**What to produce**
Please count the lines in the data below that mention the word "when", then give only the total.

**Supplied material**
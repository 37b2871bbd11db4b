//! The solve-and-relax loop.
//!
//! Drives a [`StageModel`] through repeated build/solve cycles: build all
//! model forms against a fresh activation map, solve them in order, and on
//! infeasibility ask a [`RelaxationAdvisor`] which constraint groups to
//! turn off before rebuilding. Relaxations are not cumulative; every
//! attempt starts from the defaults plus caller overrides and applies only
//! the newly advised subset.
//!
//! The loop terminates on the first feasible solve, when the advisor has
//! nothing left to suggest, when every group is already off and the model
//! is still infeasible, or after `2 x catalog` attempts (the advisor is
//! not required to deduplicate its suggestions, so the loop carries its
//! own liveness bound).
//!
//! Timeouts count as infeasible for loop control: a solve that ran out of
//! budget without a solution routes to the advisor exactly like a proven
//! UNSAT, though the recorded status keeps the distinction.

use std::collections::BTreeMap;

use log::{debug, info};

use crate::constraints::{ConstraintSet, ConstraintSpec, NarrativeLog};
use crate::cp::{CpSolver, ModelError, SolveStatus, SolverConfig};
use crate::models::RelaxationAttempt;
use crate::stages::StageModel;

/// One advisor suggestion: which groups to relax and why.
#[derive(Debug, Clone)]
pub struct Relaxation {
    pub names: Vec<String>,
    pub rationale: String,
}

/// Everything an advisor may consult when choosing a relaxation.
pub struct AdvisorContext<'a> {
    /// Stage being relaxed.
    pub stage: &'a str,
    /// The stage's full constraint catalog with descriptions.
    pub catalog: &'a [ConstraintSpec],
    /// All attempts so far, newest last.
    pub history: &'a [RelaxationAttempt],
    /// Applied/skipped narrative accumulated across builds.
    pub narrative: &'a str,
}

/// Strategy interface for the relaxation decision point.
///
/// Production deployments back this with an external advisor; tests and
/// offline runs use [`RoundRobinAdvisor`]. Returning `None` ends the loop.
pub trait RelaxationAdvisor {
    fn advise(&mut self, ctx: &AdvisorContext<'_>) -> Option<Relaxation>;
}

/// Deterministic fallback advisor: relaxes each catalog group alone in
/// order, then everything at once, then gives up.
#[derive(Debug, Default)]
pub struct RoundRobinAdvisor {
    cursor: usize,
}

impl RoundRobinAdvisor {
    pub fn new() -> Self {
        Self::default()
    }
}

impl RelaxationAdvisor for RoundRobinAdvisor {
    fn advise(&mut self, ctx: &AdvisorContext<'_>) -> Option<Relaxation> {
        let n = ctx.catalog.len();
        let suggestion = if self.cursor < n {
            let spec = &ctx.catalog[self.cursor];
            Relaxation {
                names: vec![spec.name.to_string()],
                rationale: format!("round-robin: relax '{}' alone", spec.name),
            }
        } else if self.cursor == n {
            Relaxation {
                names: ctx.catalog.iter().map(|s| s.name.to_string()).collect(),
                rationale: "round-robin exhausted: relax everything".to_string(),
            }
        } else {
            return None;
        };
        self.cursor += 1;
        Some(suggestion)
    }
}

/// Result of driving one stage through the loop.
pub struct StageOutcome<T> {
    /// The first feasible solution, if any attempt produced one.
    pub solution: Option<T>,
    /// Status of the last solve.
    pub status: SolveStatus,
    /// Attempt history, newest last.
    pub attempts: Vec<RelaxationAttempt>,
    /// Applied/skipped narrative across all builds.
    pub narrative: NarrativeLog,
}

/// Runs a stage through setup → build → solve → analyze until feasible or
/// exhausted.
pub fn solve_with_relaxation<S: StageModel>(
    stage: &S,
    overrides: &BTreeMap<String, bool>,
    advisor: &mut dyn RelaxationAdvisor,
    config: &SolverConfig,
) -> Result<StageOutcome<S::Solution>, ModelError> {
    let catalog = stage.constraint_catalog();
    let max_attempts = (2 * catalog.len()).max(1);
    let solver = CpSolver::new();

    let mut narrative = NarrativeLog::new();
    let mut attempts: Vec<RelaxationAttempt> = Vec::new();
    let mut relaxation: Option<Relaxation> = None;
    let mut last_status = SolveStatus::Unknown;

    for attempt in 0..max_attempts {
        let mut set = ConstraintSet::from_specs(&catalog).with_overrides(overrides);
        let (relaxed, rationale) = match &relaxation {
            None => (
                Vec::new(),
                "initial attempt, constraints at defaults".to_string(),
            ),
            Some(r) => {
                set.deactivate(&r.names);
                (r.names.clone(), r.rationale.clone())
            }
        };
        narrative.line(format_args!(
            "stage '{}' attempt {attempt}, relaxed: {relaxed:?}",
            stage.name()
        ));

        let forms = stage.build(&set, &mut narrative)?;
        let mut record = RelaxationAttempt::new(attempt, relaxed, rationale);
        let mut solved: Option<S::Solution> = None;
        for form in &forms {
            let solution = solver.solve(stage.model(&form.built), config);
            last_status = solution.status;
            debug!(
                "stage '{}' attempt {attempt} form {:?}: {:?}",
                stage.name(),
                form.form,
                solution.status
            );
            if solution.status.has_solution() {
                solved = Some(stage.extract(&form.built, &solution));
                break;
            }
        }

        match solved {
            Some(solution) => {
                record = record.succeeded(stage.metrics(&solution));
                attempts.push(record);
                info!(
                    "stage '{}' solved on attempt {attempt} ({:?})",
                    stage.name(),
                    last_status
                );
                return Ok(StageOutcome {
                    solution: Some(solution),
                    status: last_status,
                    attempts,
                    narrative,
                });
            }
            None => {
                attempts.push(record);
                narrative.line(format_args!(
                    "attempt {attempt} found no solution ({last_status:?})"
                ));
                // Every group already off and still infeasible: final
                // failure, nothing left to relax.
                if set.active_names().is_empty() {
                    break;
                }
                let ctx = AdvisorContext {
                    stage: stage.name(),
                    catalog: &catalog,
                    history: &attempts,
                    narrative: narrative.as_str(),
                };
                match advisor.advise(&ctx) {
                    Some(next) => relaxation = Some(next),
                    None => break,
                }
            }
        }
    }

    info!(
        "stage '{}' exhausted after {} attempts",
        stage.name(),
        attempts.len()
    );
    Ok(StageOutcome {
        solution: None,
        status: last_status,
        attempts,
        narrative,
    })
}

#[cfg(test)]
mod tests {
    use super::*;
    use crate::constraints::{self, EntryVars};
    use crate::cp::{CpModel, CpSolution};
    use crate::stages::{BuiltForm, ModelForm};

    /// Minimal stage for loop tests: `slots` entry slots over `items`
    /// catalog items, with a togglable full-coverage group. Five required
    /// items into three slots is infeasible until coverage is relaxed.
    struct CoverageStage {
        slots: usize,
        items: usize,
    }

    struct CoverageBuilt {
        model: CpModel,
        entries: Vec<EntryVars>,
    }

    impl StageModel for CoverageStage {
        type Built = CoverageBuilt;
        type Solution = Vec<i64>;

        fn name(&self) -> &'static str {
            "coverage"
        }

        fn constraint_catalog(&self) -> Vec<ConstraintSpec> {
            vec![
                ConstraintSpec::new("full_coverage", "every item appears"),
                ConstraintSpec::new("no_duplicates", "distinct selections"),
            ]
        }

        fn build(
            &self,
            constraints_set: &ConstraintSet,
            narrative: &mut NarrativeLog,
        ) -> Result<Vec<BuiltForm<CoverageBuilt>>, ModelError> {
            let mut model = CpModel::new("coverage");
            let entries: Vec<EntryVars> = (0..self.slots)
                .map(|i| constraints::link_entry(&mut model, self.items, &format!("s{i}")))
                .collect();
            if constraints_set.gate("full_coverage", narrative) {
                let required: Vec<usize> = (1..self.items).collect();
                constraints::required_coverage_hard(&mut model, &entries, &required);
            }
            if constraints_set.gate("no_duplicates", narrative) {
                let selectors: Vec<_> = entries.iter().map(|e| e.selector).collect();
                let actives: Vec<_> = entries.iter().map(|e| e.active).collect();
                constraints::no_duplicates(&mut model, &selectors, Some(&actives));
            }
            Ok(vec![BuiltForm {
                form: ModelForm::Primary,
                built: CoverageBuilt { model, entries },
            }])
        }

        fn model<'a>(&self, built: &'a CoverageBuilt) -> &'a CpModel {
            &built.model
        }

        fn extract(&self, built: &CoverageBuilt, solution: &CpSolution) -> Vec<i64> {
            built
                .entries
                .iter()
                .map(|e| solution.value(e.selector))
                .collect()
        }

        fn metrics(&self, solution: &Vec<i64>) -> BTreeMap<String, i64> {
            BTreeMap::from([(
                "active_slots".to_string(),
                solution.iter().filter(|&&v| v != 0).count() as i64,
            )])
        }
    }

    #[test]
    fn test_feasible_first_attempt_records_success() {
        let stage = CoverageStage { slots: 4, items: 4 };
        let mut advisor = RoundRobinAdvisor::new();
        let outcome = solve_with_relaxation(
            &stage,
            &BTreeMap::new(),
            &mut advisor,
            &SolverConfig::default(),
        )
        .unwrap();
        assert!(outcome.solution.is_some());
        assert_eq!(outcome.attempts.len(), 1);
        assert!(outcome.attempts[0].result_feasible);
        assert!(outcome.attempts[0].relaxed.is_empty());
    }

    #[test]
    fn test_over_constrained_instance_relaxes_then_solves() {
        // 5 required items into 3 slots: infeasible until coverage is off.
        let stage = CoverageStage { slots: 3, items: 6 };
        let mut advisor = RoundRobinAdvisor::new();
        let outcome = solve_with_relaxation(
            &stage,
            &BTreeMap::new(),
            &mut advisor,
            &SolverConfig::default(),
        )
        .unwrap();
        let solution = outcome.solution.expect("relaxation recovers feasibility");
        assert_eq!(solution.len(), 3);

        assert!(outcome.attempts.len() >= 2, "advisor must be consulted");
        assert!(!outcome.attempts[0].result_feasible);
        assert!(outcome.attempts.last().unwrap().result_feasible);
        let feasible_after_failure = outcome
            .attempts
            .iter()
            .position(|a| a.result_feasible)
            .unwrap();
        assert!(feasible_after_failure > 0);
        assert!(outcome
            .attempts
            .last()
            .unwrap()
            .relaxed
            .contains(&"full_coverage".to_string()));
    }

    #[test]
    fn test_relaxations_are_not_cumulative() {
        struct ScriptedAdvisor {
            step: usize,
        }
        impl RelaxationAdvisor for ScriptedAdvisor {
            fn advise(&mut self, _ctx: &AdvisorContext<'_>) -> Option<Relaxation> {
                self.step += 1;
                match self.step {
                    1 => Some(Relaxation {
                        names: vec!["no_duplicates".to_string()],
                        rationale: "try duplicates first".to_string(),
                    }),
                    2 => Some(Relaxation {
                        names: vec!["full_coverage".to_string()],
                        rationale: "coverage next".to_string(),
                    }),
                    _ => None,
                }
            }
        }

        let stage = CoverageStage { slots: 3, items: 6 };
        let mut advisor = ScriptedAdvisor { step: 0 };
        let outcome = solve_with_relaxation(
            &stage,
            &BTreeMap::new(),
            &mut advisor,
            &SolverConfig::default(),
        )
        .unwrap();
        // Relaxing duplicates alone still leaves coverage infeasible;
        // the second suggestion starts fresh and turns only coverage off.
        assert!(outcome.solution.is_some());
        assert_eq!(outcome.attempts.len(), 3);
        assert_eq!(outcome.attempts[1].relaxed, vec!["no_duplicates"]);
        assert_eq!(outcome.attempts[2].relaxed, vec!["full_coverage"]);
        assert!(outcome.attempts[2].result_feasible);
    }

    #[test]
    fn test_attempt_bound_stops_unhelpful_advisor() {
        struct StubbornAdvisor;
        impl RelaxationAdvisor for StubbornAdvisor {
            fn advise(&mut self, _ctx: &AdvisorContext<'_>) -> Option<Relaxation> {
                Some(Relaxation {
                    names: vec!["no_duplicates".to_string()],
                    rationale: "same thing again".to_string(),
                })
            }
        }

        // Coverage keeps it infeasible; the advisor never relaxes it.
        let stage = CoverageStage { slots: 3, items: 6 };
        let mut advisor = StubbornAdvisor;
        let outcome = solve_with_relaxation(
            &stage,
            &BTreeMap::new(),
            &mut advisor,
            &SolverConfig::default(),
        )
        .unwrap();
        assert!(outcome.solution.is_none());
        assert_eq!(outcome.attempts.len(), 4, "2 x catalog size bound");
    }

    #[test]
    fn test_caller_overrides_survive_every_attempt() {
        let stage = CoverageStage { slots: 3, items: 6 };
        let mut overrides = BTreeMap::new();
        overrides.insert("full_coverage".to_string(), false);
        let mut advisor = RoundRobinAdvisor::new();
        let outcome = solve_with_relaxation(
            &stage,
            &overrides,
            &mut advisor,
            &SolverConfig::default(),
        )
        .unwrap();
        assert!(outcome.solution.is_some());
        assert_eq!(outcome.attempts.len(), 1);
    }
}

---

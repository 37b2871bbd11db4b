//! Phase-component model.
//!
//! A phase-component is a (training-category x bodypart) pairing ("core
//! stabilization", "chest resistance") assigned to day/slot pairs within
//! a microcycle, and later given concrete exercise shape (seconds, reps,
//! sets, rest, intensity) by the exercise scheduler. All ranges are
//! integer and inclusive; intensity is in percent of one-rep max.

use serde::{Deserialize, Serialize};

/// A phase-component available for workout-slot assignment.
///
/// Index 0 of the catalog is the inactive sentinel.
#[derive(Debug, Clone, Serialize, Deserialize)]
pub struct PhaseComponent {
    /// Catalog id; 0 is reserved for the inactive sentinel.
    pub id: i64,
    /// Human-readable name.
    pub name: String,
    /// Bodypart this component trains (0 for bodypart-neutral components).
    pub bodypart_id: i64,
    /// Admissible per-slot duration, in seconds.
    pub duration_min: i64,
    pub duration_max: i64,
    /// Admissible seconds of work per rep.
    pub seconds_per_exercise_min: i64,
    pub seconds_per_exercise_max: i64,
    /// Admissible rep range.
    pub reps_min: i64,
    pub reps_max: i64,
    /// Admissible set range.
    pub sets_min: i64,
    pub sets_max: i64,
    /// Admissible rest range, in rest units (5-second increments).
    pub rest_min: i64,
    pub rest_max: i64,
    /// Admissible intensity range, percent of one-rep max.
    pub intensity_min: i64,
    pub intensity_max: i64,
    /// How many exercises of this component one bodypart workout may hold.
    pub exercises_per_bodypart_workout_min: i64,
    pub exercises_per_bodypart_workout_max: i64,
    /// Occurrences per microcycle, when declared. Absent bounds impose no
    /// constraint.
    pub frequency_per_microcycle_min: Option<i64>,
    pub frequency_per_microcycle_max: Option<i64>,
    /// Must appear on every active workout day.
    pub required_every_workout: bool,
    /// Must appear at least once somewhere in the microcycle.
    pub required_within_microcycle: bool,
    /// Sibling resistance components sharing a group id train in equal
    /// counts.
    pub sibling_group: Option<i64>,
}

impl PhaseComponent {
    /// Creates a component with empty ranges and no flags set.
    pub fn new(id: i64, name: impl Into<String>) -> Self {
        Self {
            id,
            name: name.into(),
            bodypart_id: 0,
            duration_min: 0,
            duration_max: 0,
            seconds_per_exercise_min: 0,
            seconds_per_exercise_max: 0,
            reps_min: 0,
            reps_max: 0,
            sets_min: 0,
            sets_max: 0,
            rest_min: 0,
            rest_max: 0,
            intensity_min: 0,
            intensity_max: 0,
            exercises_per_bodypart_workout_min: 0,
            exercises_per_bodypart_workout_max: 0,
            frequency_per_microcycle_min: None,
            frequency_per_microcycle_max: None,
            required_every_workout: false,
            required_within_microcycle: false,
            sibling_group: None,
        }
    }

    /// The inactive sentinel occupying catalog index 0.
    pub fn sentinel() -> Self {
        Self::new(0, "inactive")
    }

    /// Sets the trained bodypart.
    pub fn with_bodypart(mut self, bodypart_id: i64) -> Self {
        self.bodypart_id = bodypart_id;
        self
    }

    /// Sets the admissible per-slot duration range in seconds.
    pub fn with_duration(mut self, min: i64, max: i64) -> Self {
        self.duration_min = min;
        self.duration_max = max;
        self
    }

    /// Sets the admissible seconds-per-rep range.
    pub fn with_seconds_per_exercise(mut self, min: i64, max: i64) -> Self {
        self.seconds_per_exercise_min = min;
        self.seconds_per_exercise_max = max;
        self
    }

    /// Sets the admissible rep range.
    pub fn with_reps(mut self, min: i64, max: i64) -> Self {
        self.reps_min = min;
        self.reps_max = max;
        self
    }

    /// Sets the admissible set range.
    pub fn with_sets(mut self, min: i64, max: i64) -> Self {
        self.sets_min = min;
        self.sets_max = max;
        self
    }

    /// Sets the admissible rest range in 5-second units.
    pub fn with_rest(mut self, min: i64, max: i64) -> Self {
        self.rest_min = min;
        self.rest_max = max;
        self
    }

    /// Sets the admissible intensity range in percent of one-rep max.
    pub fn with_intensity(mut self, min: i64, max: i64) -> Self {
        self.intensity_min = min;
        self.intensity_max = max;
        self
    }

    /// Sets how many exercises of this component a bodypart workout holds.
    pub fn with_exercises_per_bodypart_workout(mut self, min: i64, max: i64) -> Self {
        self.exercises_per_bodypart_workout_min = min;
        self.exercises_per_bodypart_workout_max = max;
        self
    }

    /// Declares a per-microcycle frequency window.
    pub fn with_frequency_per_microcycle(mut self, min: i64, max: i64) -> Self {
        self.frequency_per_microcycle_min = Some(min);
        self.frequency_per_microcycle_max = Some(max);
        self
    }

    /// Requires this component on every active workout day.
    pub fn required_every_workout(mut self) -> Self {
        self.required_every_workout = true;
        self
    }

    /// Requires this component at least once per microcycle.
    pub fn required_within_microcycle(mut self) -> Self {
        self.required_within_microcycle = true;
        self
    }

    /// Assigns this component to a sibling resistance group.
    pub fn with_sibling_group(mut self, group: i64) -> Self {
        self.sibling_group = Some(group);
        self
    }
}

**Result of this task**
4